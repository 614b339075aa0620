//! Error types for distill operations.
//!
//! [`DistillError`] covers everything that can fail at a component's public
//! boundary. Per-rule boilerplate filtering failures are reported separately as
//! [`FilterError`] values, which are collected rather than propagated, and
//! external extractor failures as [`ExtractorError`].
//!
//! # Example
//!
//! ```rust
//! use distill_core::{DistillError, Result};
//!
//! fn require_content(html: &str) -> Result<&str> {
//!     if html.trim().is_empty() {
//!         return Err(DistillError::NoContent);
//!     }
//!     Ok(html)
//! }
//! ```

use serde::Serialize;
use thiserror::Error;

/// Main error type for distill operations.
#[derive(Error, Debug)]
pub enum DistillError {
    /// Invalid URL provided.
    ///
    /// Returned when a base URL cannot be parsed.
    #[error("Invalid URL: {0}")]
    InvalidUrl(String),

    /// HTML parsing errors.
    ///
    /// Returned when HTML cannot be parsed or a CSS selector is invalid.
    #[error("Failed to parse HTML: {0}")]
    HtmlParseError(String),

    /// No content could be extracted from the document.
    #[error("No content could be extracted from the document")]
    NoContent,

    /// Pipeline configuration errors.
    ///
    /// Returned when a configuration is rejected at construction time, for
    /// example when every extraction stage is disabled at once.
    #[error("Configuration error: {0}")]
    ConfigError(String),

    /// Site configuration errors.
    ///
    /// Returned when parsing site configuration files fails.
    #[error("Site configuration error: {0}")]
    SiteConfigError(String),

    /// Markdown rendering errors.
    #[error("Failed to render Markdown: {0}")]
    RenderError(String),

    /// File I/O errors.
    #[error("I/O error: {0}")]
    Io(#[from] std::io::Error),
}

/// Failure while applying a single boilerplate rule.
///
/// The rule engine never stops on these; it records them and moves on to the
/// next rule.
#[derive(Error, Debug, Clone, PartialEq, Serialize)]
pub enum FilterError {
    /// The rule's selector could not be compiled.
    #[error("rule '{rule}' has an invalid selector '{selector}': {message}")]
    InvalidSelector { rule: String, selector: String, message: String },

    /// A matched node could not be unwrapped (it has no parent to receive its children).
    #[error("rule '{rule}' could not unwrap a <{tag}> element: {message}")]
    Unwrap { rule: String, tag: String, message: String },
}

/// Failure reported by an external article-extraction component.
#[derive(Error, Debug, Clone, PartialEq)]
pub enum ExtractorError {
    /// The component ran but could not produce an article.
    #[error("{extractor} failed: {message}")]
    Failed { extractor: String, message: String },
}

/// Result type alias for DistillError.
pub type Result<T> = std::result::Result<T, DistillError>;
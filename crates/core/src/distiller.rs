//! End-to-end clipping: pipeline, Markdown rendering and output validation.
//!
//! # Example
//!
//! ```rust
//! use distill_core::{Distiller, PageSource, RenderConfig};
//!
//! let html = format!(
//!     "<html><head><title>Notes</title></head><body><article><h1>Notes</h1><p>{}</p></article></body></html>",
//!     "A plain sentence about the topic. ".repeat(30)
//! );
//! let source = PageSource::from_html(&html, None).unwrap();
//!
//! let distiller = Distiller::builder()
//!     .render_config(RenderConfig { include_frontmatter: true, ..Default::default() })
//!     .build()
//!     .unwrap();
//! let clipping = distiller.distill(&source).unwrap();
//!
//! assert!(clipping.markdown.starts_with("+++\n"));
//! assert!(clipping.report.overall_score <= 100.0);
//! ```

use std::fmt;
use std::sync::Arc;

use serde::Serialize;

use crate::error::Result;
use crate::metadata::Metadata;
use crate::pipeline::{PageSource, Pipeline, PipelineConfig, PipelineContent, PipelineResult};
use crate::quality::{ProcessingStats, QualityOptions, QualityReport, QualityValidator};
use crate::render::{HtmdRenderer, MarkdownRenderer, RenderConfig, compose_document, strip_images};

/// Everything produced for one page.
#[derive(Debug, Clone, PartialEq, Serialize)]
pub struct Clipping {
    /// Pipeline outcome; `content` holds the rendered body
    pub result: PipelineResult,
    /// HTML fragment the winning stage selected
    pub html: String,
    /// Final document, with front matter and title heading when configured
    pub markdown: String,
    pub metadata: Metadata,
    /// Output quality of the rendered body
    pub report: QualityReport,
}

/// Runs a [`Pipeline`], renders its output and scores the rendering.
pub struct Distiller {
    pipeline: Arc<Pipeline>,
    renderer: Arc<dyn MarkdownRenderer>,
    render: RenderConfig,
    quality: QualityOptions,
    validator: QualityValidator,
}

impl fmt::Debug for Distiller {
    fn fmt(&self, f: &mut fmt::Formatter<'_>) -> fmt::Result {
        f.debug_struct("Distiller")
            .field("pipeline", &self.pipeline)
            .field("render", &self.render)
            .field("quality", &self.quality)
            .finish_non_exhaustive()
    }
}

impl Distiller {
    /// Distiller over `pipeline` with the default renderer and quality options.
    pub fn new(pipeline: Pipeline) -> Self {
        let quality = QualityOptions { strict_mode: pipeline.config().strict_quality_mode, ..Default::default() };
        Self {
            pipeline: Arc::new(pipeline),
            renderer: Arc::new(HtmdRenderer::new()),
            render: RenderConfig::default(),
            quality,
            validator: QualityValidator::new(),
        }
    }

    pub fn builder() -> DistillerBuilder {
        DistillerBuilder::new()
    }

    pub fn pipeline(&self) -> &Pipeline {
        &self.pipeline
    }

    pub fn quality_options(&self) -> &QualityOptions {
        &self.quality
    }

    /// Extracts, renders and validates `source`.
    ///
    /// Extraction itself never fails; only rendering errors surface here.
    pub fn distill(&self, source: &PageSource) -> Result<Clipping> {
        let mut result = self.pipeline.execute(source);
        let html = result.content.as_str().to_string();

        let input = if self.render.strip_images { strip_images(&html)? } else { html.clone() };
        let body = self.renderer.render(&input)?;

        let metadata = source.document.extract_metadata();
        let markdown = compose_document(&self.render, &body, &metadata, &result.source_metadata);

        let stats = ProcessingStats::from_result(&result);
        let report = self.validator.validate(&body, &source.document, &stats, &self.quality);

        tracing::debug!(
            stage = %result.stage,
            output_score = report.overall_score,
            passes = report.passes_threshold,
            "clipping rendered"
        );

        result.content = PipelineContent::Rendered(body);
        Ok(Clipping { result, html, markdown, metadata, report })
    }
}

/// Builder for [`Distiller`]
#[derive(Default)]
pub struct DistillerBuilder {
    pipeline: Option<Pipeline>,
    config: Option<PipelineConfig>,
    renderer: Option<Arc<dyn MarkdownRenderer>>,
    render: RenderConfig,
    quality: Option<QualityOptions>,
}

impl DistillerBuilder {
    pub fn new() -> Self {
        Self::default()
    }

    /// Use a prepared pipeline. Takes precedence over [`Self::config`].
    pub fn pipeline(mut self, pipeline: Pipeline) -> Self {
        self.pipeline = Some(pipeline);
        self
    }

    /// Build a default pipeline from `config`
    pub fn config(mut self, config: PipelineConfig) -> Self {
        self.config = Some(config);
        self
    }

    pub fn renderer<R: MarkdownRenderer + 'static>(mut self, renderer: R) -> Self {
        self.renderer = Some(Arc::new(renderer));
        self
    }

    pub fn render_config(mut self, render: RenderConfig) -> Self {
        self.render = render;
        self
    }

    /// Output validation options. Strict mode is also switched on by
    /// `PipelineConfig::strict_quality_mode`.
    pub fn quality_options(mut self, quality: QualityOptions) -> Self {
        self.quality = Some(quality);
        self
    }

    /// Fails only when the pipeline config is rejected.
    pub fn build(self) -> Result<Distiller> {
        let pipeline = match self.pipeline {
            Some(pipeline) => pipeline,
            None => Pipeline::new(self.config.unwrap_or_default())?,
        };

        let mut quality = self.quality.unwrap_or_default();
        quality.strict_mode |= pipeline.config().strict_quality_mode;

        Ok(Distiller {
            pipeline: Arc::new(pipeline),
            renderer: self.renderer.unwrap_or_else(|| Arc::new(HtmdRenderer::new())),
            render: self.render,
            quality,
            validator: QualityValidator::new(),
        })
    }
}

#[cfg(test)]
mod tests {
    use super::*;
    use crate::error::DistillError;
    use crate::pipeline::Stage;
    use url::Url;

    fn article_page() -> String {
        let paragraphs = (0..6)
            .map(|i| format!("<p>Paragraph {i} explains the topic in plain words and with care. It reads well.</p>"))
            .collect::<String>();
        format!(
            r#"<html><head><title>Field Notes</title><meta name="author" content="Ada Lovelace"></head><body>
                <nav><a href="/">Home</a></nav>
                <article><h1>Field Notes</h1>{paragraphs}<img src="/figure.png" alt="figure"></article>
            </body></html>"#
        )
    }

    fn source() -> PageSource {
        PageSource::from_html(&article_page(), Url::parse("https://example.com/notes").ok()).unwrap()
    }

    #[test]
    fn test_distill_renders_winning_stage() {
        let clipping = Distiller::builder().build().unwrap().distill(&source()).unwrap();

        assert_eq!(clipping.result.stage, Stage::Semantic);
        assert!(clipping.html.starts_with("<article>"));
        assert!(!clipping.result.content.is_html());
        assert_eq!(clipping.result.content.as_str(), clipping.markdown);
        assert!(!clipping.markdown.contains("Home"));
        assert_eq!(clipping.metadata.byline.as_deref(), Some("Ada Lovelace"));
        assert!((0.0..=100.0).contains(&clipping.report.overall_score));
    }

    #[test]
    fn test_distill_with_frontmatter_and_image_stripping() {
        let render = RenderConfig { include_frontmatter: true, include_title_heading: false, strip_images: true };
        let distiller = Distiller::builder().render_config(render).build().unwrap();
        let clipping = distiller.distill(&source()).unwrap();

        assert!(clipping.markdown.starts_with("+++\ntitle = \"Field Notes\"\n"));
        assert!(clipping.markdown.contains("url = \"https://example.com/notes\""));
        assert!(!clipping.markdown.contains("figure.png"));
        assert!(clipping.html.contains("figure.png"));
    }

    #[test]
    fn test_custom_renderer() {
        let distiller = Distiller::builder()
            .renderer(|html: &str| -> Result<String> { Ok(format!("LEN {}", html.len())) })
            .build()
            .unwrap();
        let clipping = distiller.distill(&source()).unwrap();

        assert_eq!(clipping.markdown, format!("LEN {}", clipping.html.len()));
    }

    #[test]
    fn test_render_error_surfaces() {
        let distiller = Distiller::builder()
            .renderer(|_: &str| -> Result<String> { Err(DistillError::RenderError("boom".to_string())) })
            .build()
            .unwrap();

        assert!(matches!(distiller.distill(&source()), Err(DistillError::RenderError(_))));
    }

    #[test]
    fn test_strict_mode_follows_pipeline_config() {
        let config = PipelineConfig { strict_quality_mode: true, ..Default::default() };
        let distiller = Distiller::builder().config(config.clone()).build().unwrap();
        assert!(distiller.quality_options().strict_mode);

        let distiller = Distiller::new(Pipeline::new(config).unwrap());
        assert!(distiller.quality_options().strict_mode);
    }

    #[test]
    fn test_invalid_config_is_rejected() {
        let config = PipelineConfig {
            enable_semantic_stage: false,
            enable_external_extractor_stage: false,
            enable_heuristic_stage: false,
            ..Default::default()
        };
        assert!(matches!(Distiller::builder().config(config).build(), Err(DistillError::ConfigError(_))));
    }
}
++++++
• **ACTIVITY**: What are the lines, exactly as written above, from the line with "assert!(!clipping.result.content.is_html());" to the line with "let render = RenderConfig", both included? Output only those.

• **YOUR RESPONSE**:
        assert!(!clipping.result.content.is_html());
        assert_eq!(clipping.result.content.as_str(), clipping.markdown);
        assert!(!clipping.markdown.contains("Home"));
        assert_eq!(clipping.metadata.byline.as_deref(), Some("Ada Lovelace"));
        assert!((0.0..=100.0).contains(&clipping.report.overall_score));
    }

    #[test]
    fn test_distill_with_frontmatter_and_image_stripping() {
        let render = RenderConfig { include_frontmatter: true, include_title_heading: false, strip_images: true };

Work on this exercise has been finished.